Failure Case: Keyword Oversensitivity
However, the transfer isn’t perfect. The paper identifies a phenomenon known as oversensitivity, where the model latches onto specific keywords from the text examples and misapplies them to the memes.

In Table 6, the model misclassified a meme containing an image of baboons. Why? Because the support set (Example 1) contained a hateful tweet calling a person a “baboon.” The model learned “Baboon = Hate.” It failed to distinguish between a hateful metaphor in text and a literal image of an animal, leading to a false positive.

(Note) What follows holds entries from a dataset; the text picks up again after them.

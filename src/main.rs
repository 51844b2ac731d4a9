use dash_client::render::CellState;
use dash_client::{ApiClient, Engine, PollDriver, SyncDecision};
use std::sync::Arc;
use std::time::{Duration, Instant};
use tokio::sync::mpsc;
use tracing::info;
use tracing_subscriber::{EnvFilter, fmt};

#[tokio::main]
async fn main() -> Result<(), Box<dyn std::error::Error>> {
    fmt()
        .with_env_filter(EnvFilter::from_default_env().add_directive("info".parse()?))
        .init();

    let base_url =
        std::env::var("SERVER_URL").unwrap_or_else(|_| "http://127.0.0.1:8080".to_string());
    let api = ApiClient::new(&base_url);
    let mut engine = Engine::new(api.clone());

    let (updates_tx, mut updates_rx) = mpsc::unbounded_channel();
    let mut driver = PollDriver::new();
    driver.start(Arc::new(api), engine.view_handle(), updates_tx);
    info!("watching {base_url}");

    // Arm timers have no callback of their own; a coarse sweep reverts them.
    let mut sweeper = tokio::time::interval(Duration::from_millis(500));

    loop {
        tokio::select! {
            _ = tokio::signal::ctrl_c() => {
                driver.stop();
                break;
            }
            _ = sweeper.tick() => {
                engine.tick(Instant::now());
            }
            update = updates_rx.recv() => {
                let Some(update) = update else { break };
                let decision = engine.apply_update(update).await;
                report(&engine, decision).await;
            }
        }
    }

    Ok(())
}

async fn report(engine: &Engine, decision: SyncDecision) {
    if decision == SyncDecision::InSync {
        return;
    }
    let version = engine.view_handle().lock().await.last_known_version;
    let gauges: Vec<String> = engine
        .gauges()
        .map(|board| {
            board
                .gauges()
                .iter()
                .map(|gauge| format!("{} {}", gauge.label, gauge.text))
                .collect()
        })
        .unwrap_or_default();
    let rows: Vec<String> = engine
        .grid()
        .map(|grid| {
            grid.rows()
                .iter()
                .map(|row| {
                    let done = row
                        .cells
                        .iter()
                        .filter(|cell| cell.state == CellState::Done)
                        .count();
                    format!("{} {done}/{}", row.title, row.cells.len())
                })
                .collect()
        })
        .unwrap_or_default();

    info!(
        "{decision:?} version={version:?} gauges=[{}] habits=[{}]",
        gauges.join(", "),
        rows.join(", ")
    );
}
use chrono::NaiveDate;
use serde::{Deserialize, Serialize};
use std::collections::BTreeMap;

/// Server-reported point-in-time view of the dashboard plus its version
/// counter. Immutable once fetched; the engine only compares snapshots,
/// it never edits one.
#[derive(Debug, Clone, Serialize, Deserialize)]
pub struct Snapshot {
    pub version: u64,
    #[serde(default)]
    pub metrics: BTreeMap<String, f64>,
    #[serde(default)]
    pub gauges: Vec<GaugeSample>,
    #[serde(default)]
    pub habits: Vec<HabitSeries>,
}

/// One percent ring. `None` means the server has no data for this slot,
/// which is not the same thing as 0%.
#[derive(Debug, Clone, Serialize, Deserialize)]
pub struct GaugeSample {
    pub label: String,
    pub percent: Option<u8>,
}

#[derive(Debug, Clone, Serialize, Deserialize)]
pub struct HabitSeries {
    pub id: u64,
    pub name: String,
    pub color: String,
    pub days: Vec<DaySample>,
}

#[derive(Debug, Clone, Serialize, Deserialize)]
pub struct DaySample {
    pub date: NaiveDate,
    pub count: u32,
}

#[derive(Debug, Clone, Serialize, Deserialize)]
pub struct TaskDraft {
    pub content: String,
    pub priority: String,
    pub datetime: Option<String>,
    pub color: String,
    pub category: String,
    pub is_habit: bool,
}

#[derive(Debug, Deserialize)]
pub struct MutationAck {
    pub success: bool,
    #[serde(default)]
    pub id: Option<u64>,
}

#[derive(Debug, Deserialize)]
pub struct ToggleAck {
    pub success: bool,
    pub new_state: bool,
}

#[derive(Debug, Serialize)]
pub struct HistoryEntry {
    pub date: NaiveDate,
}
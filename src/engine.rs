use crate::api::ApiClient;
use crate::confirm::{ConfirmGroup, PressOutcome};
use crate::errors::SyncError;
use crate::models::{Snapshot, TaskDraft};
use crate::render::{
    CellState, GaugeBoard, HabitGrid, NEUTRAL_FILL, reconcile_gauges, reconcile_grid,
};
use crate::sync::{PollUpdate, SyncDecision, ViewState};
use chrono::{Local, NaiveDate};
use std::collections::BTreeMap;
use std::sync::Arc;
use std::time::Instant;
use tokio::sync::Mutex;
use tracing::info;

/// A habit cell is identified by its habit and its calendar day.
pub type CellKey = (u64, NaiveDate);

#[derive(Debug, Clone, Copy, PartialEq, Eq)]
pub enum PressResult {
    Armed,
    Committed,
    Ignored,
}

/// Composition root: owns the rendered structures and both confirm groups,
/// shares `ViewState` with the poll driver, and enforces the one ordering
/// rule that matters: the action clock is stamped before any mutating
/// request leaves the process.
pub struct Engine {
    api: ApiClient,
    view: Arc<Mutex<ViewState>>,
    habit_presses: ConfirmGroup<CellKey>,
    delete_presses: ConfirmGroup<u64>,
    metrics: BTreeMap<String, f64>,
    gauges: Option<GaugeBoard>,
    grid: Option<HabitGrid>,
}

impl Engine {
    pub fn new(api: ApiClient) -> Self {
        Self {
            api,
            view: Arc::new(Mutex::new(ViewState::default())),
            habit_presses: ConfirmGroup::new(),
            delete_presses: ConfirmGroup::new(),
            metrics: BTreeMap::new(),
            gauges: None,
            grid: None,
        }
    }

    /// Handle for the poll driver; the driver and the engine reconcile
    /// against the same state.
    pub fn view_handle(&self) -> Arc<Mutex<ViewState>> {
        Arc::clone(&self.view)
    }

    pub fn metrics(&self) -> &BTreeMap<String, f64> {
        &self.metrics
    }

    pub fn gauges(&self) -> Option<&GaugeBoard> {
        self.gauges.as_ref()
    }

    pub fn grid(&self) -> Option<&HabitGrid> {
        self.grid.as_ref()
    }

    async fn mark_action(&self) {
        self.view.lock().await.clock.mark(Instant::now());
    }

    /// Fetches and unconditionally adopts the current version, so the poll
    /// cycle sees our own bump as already known.
    pub async fn force_sync(&self) -> Result<(), SyncError> {
        let snapshot = self.api.fetch_snapshot().await?;
        self.view.lock().await.adopt(snapshot.version);
        Ok(())
    }

    pub async fn create_task(&self, draft: &TaskDraft) -> Result<Option<u64>, SyncError> {
        self.mark_action().await;
        let ack = self.api.create_task(draft).await?;
        if !ack.success {
            return Err(SyncError::Rejected);
        }
        self.force_sync().await?;
        Ok(ack.id)
    }

    pub async fn edit_task(&self, id: u64, draft: &TaskDraft) -> Result<(), SyncError> {
        self.mark_action().await;
        let ack = self.api.edit_task(id, draft).await?;
        if !ack.success {
            return Err(SyncError::Rejected);
        }
        self.force_sync().await
    }

    pub async fn toggle_task(&self, id: u64) -> Result<bool, SyncError> {
        self.mark_action().await;
        let ack = self.api.toggle_task(id).await?;
        if !ack.success {
            return Err(SyncError::Rejected);
        }
        self.force_sync().await?;
        Ok(ack.new_state)
    }

    /// One press on a habit cell. The first press arms it; a second press
    /// inside the timeout paints it optimistically, logs the entry, and
    /// force-syncs. A rejected or failed log rolls the paint back.
    pub async fn press_cell(
        &mut self,
        habit_id: u64,
        date: NaiveDate,
    ) -> Result<PressResult, SyncError> {
        if !self.cell_is_interactive(habit_id, date) {
            return Ok(PressResult::Ignored);
        }
        let color = self
            .grid
            .as_ref()
            .and_then(|grid| grid.row(habit_id))
            .map(|row| row.color.clone())
            .unwrap_or_default();

        match self.habit_presses.press((habit_id, date), Instant::now()) {
            PressOutcome::Armed => Ok(PressResult::Armed),
            PressOutcome::Ignored => Ok(PressResult::Ignored),
            PressOutcome::Commit => {
                // Remember the pre-commit visual; a failed request restores
                // it, not some assumed default.
                let prior = self
                    .grid
                    .as_ref()
                    .and_then(|grid| grid.row(habit_id))
                    .and_then(|row| row.cells.iter().find(|cell| cell.date == date))
                    .map(|cell| (cell.state, cell.fill.clone()));
                if let Some(grid) = self.grid.as_mut() {
                    grid.set_cell(habit_id, date, CellState::Done, color);
                }
                self.mark_action().await;
                match self.api.log_history(habit_id, date).await {
                    Ok(ack) if ack.success => {
                        self.habit_presses.resolve(&(habit_id, date), true);
                        self.force_sync().await?;
                        Ok(PressResult::Committed)
                    }
                    Ok(_) => {
                        self.rollback_cell(habit_id, date, prior);
                        Err(SyncError::Rejected)
                    }
                    Err(err) => {
                        self.rollback_cell(habit_id, date, prior);
                        Err(err)
                    }
                }
            }
        }
    }

    /// Same protocol for deletion; a confirmed delete removes the row from
    /// the rendered grid entirely.
    pub async fn press_delete(&mut self, task_id: u64) -> Result<PressResult, SyncError> {
        match self.delete_presses.press(task_id, Instant::now()) {
            PressOutcome::Armed => Ok(PressResult::Armed),
            PressOutcome::Ignored => Ok(PressResult::Ignored),
            PressOutcome::Commit => {
                self.mark_action().await;
                match self.api.delete_task(task_id).await {
                    Ok(ack) if ack.success => {
                        self.delete_presses.resolve(&task_id, true);
                        if let Some(grid) = self.grid.as_mut() {
                            grid.remove_row(task_id);
                        }
                        self.force_sync().await?;
                        Ok(PressResult::Committed)
                    }
                    Ok(_) => {
                        self.delete_presses.resolve(&task_id, false);
                        Err(SyncError::Rejected)
                    }
                    Err(err) => {
                        self.delete_presses.resolve(&task_id, false);
                        Err(err)
                    }
                }
            }
        }
    }

    fn rollback_cell(
        &mut self,
        habit_id: u64,
        date: NaiveDate,
        prior: Option<(CellState, String)>,
    ) {
        self.habit_presses.resolve(&(habit_id, date), false);
        let (state, fill) =
            prior.unwrap_or((CellState::Empty, NEUTRAL_FILL.to_string()));
        if let Some(grid) = self.grid.as_mut() {
            grid.set_cell(habit_id, date, state, fill);
        }
    }

    /// Sweeps lapsed arm timers back to idle. The armed styling lives in
    /// the interaction state, so nothing needs repainting; the next patch
    /// pass covers the cell again once it is unlocked. Returns how many
    /// elements reverted.
    pub fn tick(&mut self, now: Instant) -> usize {
        self.habit_presses.expire(now).len() + self.delete_presses.expire(now).len()
    }

    /// Consumes one poll result. Metrics update unconditionally; a `Reload`
    /// decision is the headless analog of a full page reload: drop every
    /// rendered structure and all interaction state, re-baseline on the
    /// fetched snapshot, and let the reconcile pass rebuild from it.
    pub async fn apply_update(&mut self, update: PollUpdate) -> SyncDecision {
        self.metrics = update.snapshot.metrics.clone();
        if update.decision == SyncDecision::Reload {
            info!("version {} arrived from outside, rebuilding", update.snapshot.version);
            let mut view = self.view.lock().await;
            view.reset();
            view.adopt(update.snapshot.version);
            drop(view);
            self.gauges = None;
            self.grid = None;
            self.habit_presses = ConfirmGroup::new();
            self.delete_presses = ConfirmGroup::new();
        }
        self.render(&update.snapshot, Local::now().date_naive());
        update.decision
    }

    /// One reconcile pass over both aggregates. `today` is taken per pass,
    /// which is the policy for tabs living across midnight.
    pub fn render(&mut self, snapshot: &Snapshot, today: NaiveDate) {
        let (board, _) = reconcile_gauges(self.gauges.take(), &snapshot.gauges);
        self.gauges = Some(board);

        let presses = &self.habit_presses;
        let (grid, _) = reconcile_grid(self.grid.take(), &snapshot.habits, today, |id, date| {
            !presses.is_idle(&(id, date))
        });
        self.grid = Some(grid);
    }

    fn cell_is_interactive(&self, habit_id: u64, date: NaiveDate) -> bool {
        self.grid
            .as_ref()
            .and_then(|grid| grid.row(habit_id))
            .and_then(|row| row.cells.iter().find(|cell| cell.date == date))
            .is_none_or(|cell| cell.is_interactive())
    }
}
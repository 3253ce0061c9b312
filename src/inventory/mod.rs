//! Cloud inventory access.
//!
//! - [`fetcher`] - the [`InventoryFetcher`] seam the resolver consumes
//! - [`cli`] - command execution for the cloud CLI
//! - [`aws`] - `describe-subnets` based fetcher

mod aws;
mod cli;
mod fetcher;

// Re-export public types and functions
pub use aws::{parse_describe_subnets, AwsCliFetcher, DescribeSubnetsOutput, DEFAULT_COMMAND};
pub use cli::{run, split_and_strip};
pub use fetcher::{discovery_filter, InventoryFetcher};
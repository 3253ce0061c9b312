//! In-memory cache of discovered subnets.
//!
//! - [`store`] - keyed store whose entries expire after a TTL
//! - [`sweeper`] - background task evicting expired entries

mod store;
mod sweeper;

// Re-export public types and functions
pub use store::{CacheStats, TtlCache};
pub use sweeper::spawn_sweeper;
//! Narrowing of candidate subnets.
//!
//! - [`predicate`] - the individual subnet tests
//! - [`chain`] - applying them in order for a set of [`crate::models::Constraints`]

mod chain;
mod predicate;

// Re-export public types and functions
pub use chain::{apply_constraints, filters_for, narrow};
pub use predicate::SubnetFilter;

Table 7 illustrates a similar failure regarding historical context. A neutral meme regarding a “white resister” was flagged as hate. The support examples (Example 3 and 4) involved dismissive language about hate crimes and the Holocaust. The model seemingly absorbed the negative sentiment associated with “white” and “history/photos” in the context of hate speech and wrongly applied it to a neutral historical photo.
Conclusion and Future Implications
This research marks a significant step forward in digital safety. It demonstrates that we don’t necessarily need to wait for massive, ethically cleared multimodal datasets to improve hateful meme detection. We can leverage the vast oceans of text data already available.
The key takeaways are:
- Text helps Vision: Text-based hate speech examples significantly enhance the classification accuracy of vision-language hate speech.
- Richness over Modality: Rich text descriptions (even from a different modality) can be more instructive to an LLM than simplified captions from the same modality.
- The Risk of Bias: While effective, this method introduces risks of over-generalization, where models might flag innocent content because it shares keywords with hateful text.
For students and researchers in AI, this paper highlights the power of In-Context Learning. It shows that with clever prompting and retrieval strategies, LLMs can act as bridges between different types of media, solving complex problems by reasoning through analogy rather than just pattern matching pixels. Future work will likely focus on refining this transfer to reduce false positives and perhaps exploring cross-modality fine-tuning to bake this knowledge directly into the model weights.